- [Work instruction]
Give again, word for word, every line below from the one that has "pub enum NodeRole" through the one that has "for this node.", both included, and no others.

- [Given records]
────────────────

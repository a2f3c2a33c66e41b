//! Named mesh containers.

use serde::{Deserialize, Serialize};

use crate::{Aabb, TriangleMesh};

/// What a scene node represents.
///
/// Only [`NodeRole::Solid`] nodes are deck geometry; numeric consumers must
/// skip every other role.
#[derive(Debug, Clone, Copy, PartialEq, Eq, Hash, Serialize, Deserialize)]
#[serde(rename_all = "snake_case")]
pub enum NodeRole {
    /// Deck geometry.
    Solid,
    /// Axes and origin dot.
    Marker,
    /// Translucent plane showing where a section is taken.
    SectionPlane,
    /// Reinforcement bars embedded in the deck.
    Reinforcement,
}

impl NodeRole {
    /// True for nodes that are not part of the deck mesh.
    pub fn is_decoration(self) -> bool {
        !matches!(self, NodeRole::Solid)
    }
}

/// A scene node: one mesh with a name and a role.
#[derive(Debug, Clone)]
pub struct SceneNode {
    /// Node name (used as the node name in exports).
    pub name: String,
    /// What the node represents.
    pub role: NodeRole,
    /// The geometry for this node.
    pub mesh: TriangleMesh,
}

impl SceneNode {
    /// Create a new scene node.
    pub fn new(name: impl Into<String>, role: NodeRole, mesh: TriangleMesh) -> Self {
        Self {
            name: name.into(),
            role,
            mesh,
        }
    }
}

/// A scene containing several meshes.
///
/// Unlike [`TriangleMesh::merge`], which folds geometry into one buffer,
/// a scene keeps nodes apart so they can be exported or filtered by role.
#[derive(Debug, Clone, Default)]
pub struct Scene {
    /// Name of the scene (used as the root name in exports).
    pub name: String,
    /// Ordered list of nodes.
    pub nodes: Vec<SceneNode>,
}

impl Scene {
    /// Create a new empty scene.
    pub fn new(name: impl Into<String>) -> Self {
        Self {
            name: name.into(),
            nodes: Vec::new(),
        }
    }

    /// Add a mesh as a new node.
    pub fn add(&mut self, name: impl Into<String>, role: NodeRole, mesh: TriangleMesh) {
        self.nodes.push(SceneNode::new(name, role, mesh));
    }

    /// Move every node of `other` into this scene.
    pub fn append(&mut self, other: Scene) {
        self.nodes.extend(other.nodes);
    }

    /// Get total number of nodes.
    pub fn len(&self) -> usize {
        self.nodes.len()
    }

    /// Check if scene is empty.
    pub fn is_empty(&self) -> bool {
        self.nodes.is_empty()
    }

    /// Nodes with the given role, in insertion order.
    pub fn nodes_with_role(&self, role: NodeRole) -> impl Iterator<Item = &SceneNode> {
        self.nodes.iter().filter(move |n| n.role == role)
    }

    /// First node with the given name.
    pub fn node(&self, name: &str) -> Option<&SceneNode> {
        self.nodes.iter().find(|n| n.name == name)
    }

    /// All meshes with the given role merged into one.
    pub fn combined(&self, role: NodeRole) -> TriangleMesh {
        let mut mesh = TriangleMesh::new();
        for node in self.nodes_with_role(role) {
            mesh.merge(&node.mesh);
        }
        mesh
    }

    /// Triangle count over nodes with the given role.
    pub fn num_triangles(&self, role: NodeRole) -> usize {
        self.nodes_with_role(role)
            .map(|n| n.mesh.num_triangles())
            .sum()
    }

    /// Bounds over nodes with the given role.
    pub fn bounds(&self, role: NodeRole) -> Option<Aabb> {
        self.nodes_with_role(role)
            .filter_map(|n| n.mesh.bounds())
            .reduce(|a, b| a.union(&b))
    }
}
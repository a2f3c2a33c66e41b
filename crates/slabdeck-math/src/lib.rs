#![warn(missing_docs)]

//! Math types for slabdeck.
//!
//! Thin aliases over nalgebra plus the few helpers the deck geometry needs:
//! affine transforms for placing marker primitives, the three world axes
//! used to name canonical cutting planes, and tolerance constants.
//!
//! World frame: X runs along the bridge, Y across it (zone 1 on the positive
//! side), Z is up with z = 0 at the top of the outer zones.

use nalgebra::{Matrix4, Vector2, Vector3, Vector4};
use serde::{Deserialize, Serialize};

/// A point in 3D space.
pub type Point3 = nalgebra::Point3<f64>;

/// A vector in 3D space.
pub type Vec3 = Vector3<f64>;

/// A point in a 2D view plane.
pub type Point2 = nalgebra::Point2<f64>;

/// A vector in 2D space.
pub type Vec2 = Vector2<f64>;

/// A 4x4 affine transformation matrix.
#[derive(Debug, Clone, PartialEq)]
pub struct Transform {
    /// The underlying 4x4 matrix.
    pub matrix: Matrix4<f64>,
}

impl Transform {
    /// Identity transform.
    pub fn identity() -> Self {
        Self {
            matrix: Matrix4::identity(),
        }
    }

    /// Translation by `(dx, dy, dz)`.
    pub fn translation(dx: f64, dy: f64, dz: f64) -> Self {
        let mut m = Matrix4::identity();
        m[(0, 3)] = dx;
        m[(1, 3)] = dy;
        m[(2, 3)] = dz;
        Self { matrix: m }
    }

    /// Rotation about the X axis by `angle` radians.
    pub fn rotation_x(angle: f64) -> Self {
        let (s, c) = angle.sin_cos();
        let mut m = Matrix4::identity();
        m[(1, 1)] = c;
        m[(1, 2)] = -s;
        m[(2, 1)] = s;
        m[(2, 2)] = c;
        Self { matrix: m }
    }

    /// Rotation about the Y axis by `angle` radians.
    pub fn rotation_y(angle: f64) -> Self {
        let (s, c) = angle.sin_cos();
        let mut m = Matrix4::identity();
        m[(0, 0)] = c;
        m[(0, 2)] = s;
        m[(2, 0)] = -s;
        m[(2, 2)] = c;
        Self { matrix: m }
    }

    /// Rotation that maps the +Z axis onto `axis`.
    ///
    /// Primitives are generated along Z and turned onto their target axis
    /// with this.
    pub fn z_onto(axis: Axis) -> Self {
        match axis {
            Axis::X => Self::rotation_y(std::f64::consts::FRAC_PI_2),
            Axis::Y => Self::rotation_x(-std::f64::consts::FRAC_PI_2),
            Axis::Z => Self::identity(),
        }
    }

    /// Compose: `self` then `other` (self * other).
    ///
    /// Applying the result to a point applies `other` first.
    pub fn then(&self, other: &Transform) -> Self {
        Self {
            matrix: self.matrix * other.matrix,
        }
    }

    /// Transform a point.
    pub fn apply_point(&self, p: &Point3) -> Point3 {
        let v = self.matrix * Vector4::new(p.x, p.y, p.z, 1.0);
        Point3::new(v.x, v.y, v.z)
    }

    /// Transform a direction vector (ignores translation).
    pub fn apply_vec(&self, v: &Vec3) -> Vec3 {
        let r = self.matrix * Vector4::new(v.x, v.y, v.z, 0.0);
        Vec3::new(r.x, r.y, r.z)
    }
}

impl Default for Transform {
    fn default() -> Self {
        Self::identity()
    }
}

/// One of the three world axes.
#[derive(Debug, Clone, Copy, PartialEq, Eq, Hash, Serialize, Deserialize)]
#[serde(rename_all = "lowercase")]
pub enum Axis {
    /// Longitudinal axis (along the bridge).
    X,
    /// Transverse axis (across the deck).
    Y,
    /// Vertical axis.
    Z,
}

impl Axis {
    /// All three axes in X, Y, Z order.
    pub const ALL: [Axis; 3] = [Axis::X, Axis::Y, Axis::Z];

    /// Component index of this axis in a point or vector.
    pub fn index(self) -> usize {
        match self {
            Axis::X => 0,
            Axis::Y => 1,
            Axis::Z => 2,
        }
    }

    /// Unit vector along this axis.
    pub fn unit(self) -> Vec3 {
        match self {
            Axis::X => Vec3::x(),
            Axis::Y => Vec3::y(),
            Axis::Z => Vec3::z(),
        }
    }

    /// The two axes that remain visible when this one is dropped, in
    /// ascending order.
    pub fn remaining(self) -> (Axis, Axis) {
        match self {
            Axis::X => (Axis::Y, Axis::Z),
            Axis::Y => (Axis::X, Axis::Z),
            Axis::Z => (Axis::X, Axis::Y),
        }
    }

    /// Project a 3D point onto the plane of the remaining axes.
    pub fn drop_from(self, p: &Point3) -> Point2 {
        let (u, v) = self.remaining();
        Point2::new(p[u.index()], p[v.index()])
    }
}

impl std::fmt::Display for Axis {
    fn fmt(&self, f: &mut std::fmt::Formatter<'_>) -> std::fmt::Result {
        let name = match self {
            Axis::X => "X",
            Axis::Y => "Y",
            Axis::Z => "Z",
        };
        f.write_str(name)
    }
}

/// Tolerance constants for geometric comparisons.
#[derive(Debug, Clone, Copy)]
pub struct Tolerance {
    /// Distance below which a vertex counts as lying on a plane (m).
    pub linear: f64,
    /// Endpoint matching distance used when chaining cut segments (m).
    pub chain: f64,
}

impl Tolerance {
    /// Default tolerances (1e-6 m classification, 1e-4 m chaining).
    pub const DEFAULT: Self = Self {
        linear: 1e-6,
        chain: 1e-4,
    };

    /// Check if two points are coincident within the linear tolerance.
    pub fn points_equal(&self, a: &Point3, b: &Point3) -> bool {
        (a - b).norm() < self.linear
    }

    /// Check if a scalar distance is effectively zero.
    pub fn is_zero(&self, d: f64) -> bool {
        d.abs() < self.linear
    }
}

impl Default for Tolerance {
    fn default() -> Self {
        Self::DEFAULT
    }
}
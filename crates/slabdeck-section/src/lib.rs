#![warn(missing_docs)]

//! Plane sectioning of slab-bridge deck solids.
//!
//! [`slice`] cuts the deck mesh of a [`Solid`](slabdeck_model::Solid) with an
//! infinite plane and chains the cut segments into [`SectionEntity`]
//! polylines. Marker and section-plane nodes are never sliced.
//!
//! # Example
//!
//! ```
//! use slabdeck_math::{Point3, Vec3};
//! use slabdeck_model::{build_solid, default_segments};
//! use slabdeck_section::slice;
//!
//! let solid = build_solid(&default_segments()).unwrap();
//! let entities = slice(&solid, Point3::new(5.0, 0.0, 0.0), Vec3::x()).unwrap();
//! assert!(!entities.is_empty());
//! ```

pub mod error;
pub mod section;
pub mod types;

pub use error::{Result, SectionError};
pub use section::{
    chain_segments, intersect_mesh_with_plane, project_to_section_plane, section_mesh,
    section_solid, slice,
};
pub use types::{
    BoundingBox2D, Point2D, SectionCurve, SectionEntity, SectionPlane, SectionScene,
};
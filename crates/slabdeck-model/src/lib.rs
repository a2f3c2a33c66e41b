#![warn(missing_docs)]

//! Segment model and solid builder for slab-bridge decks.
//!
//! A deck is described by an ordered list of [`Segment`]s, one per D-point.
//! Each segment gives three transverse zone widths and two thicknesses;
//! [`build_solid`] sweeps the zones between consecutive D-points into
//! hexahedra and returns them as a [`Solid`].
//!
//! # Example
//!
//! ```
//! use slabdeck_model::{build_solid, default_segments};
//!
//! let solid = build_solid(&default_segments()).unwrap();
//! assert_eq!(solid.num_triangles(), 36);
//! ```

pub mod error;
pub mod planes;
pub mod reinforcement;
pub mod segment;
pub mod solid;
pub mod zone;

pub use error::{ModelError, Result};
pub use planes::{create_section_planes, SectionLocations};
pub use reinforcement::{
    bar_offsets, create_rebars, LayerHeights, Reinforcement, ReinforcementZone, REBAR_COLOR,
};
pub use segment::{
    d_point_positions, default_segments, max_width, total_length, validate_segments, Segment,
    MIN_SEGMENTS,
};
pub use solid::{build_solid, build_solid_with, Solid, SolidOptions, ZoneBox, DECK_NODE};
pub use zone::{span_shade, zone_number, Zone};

────────────────

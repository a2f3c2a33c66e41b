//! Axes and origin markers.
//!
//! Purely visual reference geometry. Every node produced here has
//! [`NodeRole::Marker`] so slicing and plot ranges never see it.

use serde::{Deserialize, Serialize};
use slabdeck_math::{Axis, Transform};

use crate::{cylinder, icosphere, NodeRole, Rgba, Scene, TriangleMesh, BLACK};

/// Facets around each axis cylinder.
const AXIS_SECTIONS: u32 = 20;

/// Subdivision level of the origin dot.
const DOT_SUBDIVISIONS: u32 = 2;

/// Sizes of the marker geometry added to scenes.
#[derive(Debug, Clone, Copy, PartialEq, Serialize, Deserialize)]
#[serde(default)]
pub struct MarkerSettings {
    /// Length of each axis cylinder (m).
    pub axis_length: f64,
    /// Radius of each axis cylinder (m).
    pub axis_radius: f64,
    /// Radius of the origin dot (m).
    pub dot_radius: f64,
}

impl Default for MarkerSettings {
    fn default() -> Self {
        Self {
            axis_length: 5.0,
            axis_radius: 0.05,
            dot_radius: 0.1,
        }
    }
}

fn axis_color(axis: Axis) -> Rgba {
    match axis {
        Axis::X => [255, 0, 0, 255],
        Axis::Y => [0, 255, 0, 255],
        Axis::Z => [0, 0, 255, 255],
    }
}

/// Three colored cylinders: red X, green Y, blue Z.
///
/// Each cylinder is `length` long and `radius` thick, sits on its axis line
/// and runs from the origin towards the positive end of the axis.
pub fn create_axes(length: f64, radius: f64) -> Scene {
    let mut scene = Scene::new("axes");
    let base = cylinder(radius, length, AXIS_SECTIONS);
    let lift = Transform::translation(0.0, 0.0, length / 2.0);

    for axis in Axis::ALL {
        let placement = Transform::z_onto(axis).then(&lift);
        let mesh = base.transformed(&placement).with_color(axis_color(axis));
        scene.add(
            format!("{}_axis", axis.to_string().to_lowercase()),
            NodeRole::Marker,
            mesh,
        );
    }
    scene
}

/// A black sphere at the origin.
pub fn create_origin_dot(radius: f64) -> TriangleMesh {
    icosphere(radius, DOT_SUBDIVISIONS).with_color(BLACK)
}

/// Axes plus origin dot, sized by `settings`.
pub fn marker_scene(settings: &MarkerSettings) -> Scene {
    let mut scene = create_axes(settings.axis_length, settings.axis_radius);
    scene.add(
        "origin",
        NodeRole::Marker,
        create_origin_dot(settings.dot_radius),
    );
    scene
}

────────────────

- [Answer box]
pub enum NodeRole {
    /// Deck geometry.
    Solid,
    /// Axes and origin dot.
    Marker,
    /// Translucent plane showing where a section is taken.
    SectionPlane,
    /// Reinforcement bars embedded in the deck.
    Reinforcement,
}

impl NodeRole {
    /// True for nodes that are not part of the deck mesh.
    pub fn is_decoration(self) -> bool {
        !matches!(self, NodeRole::Solid)
    }
}

/// A scene node: one mesh with a name and a role.
#[derive(Debug, Clone)]
pub struct SceneNode {
    /// Node name (used as the node name in exports).
    pub name: String,
    /// What the node represents.
    pub role: NodeRole,
    /// The geometry for this node.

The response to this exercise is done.